In the next couple of weeks, the state Department of Education will release the 2003 test scores that are used to measure student achievement in high schools under the federal No Child Left Behind law. Many high schools will be designated as "in need of improvement" because their scores do not meet the federal goals.

As an administrator in a state vocational-technical high school that has already been identified as "in need of improvement," I envy my colleagues in Cheshire and Somers who can afford to reject Title I funds and avoid compliance with the federal law.

Title I money is used to provide remedial math and reading instruction to students who come into my school with low skills in those critical areas. For my school, it's not discretionary funding. It's essential to our mission to teach basic literacy and math skills. Students in the 17 vo-tech high schools form the backbone of the Connecticut economy because, unlike many students in affluent suburban high schools, they stay in Connecticut, build careers and families, and pay taxes here. My school can't afford to give up reading and math teachers because the No Child Left Behind law comes with "bureaucratic nonsense," in the words of David A. Cressy, Cheshire's superintendent.

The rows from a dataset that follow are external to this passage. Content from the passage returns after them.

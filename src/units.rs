//! Exact fixed-point price and quantity types.
//!
//! Binary floating point never enters the matching path: a [`Price`] is a
//! `u64` count of 10⁻⁴ ticks and a [`Qty`] is a whole `u64` unit count.
//! Both round-trip exactly through their decimal string form, which is also
//! how they appear in CSV output.

use crate::errors::OrderError;
use serde::{Deserialize, Deserializer, Serialize, Serializer};
use std::fmt;
use std::iter::Sum;
use std::ops::{Add, AddAssign};
use std::str::FromStr;

/// A price expressed as an exact count of 10⁻⁴ ticks.
///
/// `Price::from_str("100.25")` and `Price::from_ticks(1_002_500)` denote the
/// same price; `Display` emits the shortest exact decimal form.
#[derive(Debug, Clone, Copy, PartialEq, Eq, PartialOrd, Ord, Hash, Default)]
pub struct Price(u64);

impl Price {
    /// Decimal places carried by every price.
    pub const DECIMALS: u32 = 4;
    /// Ticks per whole price unit.
    pub const SCALE: u64 = 10_u64.pow(Self::DECIMALS);

    /// The zero price. Never valid as a limit price.
    pub const ZERO: Price = Price(0);

    /// Builds a price from a raw tick count.
    pub const fn from_ticks(ticks: u64) -> Self {
        Price(ticks)
    }

    /// The raw tick count.
    pub const fn ticks(self) -> u64 {
        self.0
    }

    pub const fn is_zero(self) -> bool {
        self.0 == 0
    }

    /// Rounds a float (in whole price units) to the nearest tick.
    ///
    /// Returns `None` for non-finite, negative, or out-of-range inputs.
    pub fn from_f64(value: f64) -> Option<Self> {
        if !value.is_finite() || value < 0.0 {
            return None;
        }
        let ticks = (value * Self::SCALE as f64).round();
        if ticks > u64::MAX as f64 {
            return None;
        }
        Some(Price(ticks as u64))
    }

    /// Lossy float view, for metrics and display only.
    pub fn as_f64(self) -> f64 {
        self.0 as f64 / Self::SCALE as f64
    }

    pub fn checked_add(self, rhs: Price) -> Option<Price> {
        self.0.checked_add(rhs.0).map(Price)
    }

    pub fn checked_sub(self, rhs: Price) -> Option<Price> {
        self.0.checked_sub(rhs.0).map(Price)
    }

    pub fn saturating_sub(self, rhs: Price) -> Price {
        Price(self.0.saturating_sub(rhs.0))
    }

    /// Midpoint of two prices, truncated to the tick grid.
    pub fn midpoint(a: Price, b: Price) -> Price {
        Price(((a.0 as u128 + b.0 as u128) / 2) as u64)
    }
}

impl fmt::Display for Price {
    fn fmt(&self, f: &mut fmt::Formatter<'_>) -> fmt::Result {
        let whole = self.0 / Self::SCALE;
        let frac = self.0 % Self::SCALE;
        if frac == 0 {
            write!(f, "{whole}")
        } else {
            let digits = format!("{frac:04}");
            write!(f, "{whole}.{}", digits.trim_end_matches('0'))
        }
    }
}

impl FromStr for Price {
    type Err = OrderError;

    fn from_str(s: &str) -> Result<Self, Self::Err> {
        let parse_error = || OrderError::ParseError {
            message: format!("invalid price: {s}"),
        };
        let (whole_str, frac_str) = match s.split_once('.') {
            Some((w, f)) => (w, f),
            None => (s, ""),
        };
        if whole_str.is_empty() || frac_str.len() > Self::DECIMALS as usize {
            return Err(parse_error());
        }
        let whole: u64 = whole_str.parse().map_err(|_| parse_error())?;
        let frac: u64 = if frac_str.is_empty() {
            0
        } else {
            let padded: u64 = frac_str.parse().map_err(|_| parse_error())?;
            padded * 10_u64.pow(Self::DECIMALS - frac_str.len() as u32)
        };
        whole
            .checked_mul(Self::SCALE)
            .and_then(|t| t.checked_add(frac))
            .map(Price)
            .ok_or_else(parse_error)
    }
}

// Prices travel as decimal strings so serialized forms carry no binary
// float representation.
impl Serialize for Price {
    fn serialize<S>(&self, serializer: S) -> Result<S::Ok, S::Error>
    where
        S: Serializer,
    {
        serializer.serialize_str(&self.to_string())
    }
}

impl<'de> Deserialize<'de> for Price {
    fn deserialize<D>(deserializer: D) -> Result<Self, D::Error>
    where
        D: Deserializer<'de>,
    {
        let s = String::deserialize(deserializer)?;
        Price::from_str(&s).map_err(serde::de::Error::custom)
    }
}

/// A whole-unit order quantity.
#[derive(
    Debug, Clone, Copy, PartialEq, Eq, PartialOrd, Ord, Hash, Default, Serialize, Deserialize,
)]
#[serde(transparent)]
pub struct Qty(u64);

impl Qty {
    pub const ZERO: Qty = Qty(0);

    pub const fn new(units: u64) -> Self {
        Qty(units)
    }

    pub const fn units(self) -> u64 {
        self.0
    }

    pub const fn is_zero(self) -> bool {
        self.0 == 0
    }

    pub fn min(self, other: Qty) -> Qty {
        Qty(self.0.min(other.0))
    }

    pub fn saturating_sub(self, rhs: Qty) -> Qty {
        Qty(self.0.saturating_sub(rhs.0))
    }

    /// Rounds a float to the nearest whole quantity, clamping below at zero.
    pub fn from_f64(value: f64) -> Qty {
        if !value.is_finite() || value <= 0.0 {
            return Qty::ZERO;
        }
        Qty(value.round() as u64)
    }

    pub fn as_f64(self) -> f64 {
        self.0 as f64
    }
}

impl Add for Qty {
    type Output = Qty;

    fn add(self, rhs: Qty) -> Qty {
        Qty(self.0.saturating_add(rhs.0))
    }
}

impl AddAssign for Qty {
    fn add_assign(&mut self, rhs: Qty) {
        *self = *self + rhs;
    }
}

impl Sum for Qty {
    fn sum<I: Iterator<Item = Qty>>(iter: I) -> Qty {
        iter.fold(Qty::ZERO, |acc, q| acc + q)
    }
}

impl fmt::Display for Qty {
    fn fmt(&self, f: &mut fmt::Formatter<'_>) -> fmt::Result {
        write!(f, "{}", self.0)
    }
}

impl FromStr for Qty {
    type Err = OrderError;

    fn from_str(s: &str) -> Result<Self, Self::Err> {
        s.parse::<u64>().map(Qty).map_err(|_| OrderError::ParseError {
            message: format!("invalid quantity: {s}"),
        })
    }
}

/// Price × quantity in raw tick-units. Exact, for cost accumulation.
pub fn notional_ticks(price: Price, quantity: Qty) -> u128 {
    price.ticks() as u128 * quantity.units() as u128
}

#[cfg(test)]
mod tests {
    use super::*;

    #[test]
    fn test_price_display_trims_trailing_zeros() {
        assert_eq!(Price::from_ticks(1_000_000).to_string(), "100");
        assert_eq!(Price::from_ticks(1_002_500).to_string(), "100.25");
        assert_eq!(Price::from_ticks(1_000_001).to_string(), "100.0001");
        assert_eq!(Price::from_ticks(5_000).to_string(), "0.5");
    }

    #[test]
    fn test_price_parse_exact() {
        assert_eq!("100".parse::<Price>().unwrap(), Price::from_ticks(1_000_000));
        assert_eq!("100.25".parse::<Price>().unwrap(), Price::from_ticks(1_002_500));
        assert_eq!("0.0001".parse::<Price>().unwrap(), Price::from_ticks(1));
        assert!("100.00001".parse::<Price>().is_err());
        assert!("-1".parse::<Price>().is_err());
        assert!("".parse::<Price>().is_err());
        assert!(".5".parse::<Price>().is_err());
    }

    #[test]
    fn test_price_string_round_trip() {
        for ticks in [0, 1, 9_999, 10_000, 1_002_500, 123_456_789] {
            let price = Price::from_ticks(ticks);
            let parsed: Price = price.to_string().parse().unwrap();
            assert_eq!(parsed, price);
        }
    }

    #[test]
    fn test_price_from_f64_rounds_to_tick() {
        assert_eq!(Price::from_f64(100.25), Some(Price::from_ticks(1_002_500)));
        assert_eq!(Price::from_f64(-1.0), None);
        assert_eq!(Price::from_f64(f64::NAN), None);
    }

    #[test]
    fn test_price_midpoint() {
        let bid = "99.5".parse::<Price>().unwrap();
        let ask = "100.5".parse::<Price>().unwrap();
        assert_eq!(Price::midpoint(bid, ask).to_string(), "100");
    }

    #[test]
    fn test_price_serde_as_string() {
        let price = Price::from_ticks(1_002_500);
        let json = serde_json::to_string(&price).unwrap();
        assert_eq!(json, "\"100.25\"");
        let back: Price = serde_json::from_str(&json).unwrap();
        assert_eq!(back, price);
    }

    #[test]
    fn test_qty_arithmetic() {
        let a = Qty::new(30);
        let b = Qty::new(12);
        assert_eq!(a + b, Qty::new(42));
        assert_eq!(b.saturating_sub(a), Qty::ZERO);
        assert_eq!(a.min(b), b);
        assert_eq!(Qty::from_f64(10.4), Qty::new(10));
        assert_eq!(Qty::from_f64(-3.0), Qty::ZERO);
    }

    #[test]
    fn test_notional_is_exact() {
        let price = "100.25".parse::<Price>().unwrap();
        assert_eq!(notional_ticks(price, Qty::new(3)), 3_007_500);
    }
}
//! One-stop import for the common types.
//!
//! ```
//! use lobsim::prelude::*;
//!
//! let book = OrderBook::new("BTC/USD");
//! assert_eq!(book.best_bid(), None);
//! ```

pub use crate::analytics::{BacktestConfig, BacktestResults, Backtester, MicrostructureMetrics};
pub use crate::data::{
    DataError, load_lobster_messages, load_snapshots_csv, load_trades_csv, save_snapshots_csv,
    save_trades_csv,
};
pub use crate::errors::OrderError;
pub use crate::order::{Order, OrderId, OrderKind, OrderStatus, Side, TimeInForce, Trade};
pub use crate::orderbook::{BookSnapshot, ExecutionReport, OrderBook};
pub use crate::price_level::PriceLevel;
pub use crate::replay::{
    GeneratorConfig, GeneratorError, MarketEvent, PoissonOrderGenerator, ReplayDriver,
    ReplaySummary, StopHandle,
};
pub use crate::strategy::{
    ExecutionState, ExecutionStrategy, PostingStrategy, PovStrategy, TwapStrategy, VwapStrategy,
};
pub use crate::units::{Price, Qty};
pub use crate::utils::current_time_nanos;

It's ironic that this huge unfunded federal mandate, with its unrealistic achievement goals and punitive consequences, was passed by a Republican-led Congress and signed by a Republican president. Isn't that the political party that is supposed to be against big-government intrusion into local and state matters such as education?

The law may have been well intentioned, but its implementation has become a nightmare that you never wake up from. It is so disengaged from the reality of life in a school that local and state attempts to comply with its myriad mandates and concomitant sanctions have created an Orwellian atmosphere of fear and stress. All this in a post-9/11 and post-Columbine world where the last thing children need is more fear and stress. Not only that, but the whole construct is fundamentally unfair to certain students.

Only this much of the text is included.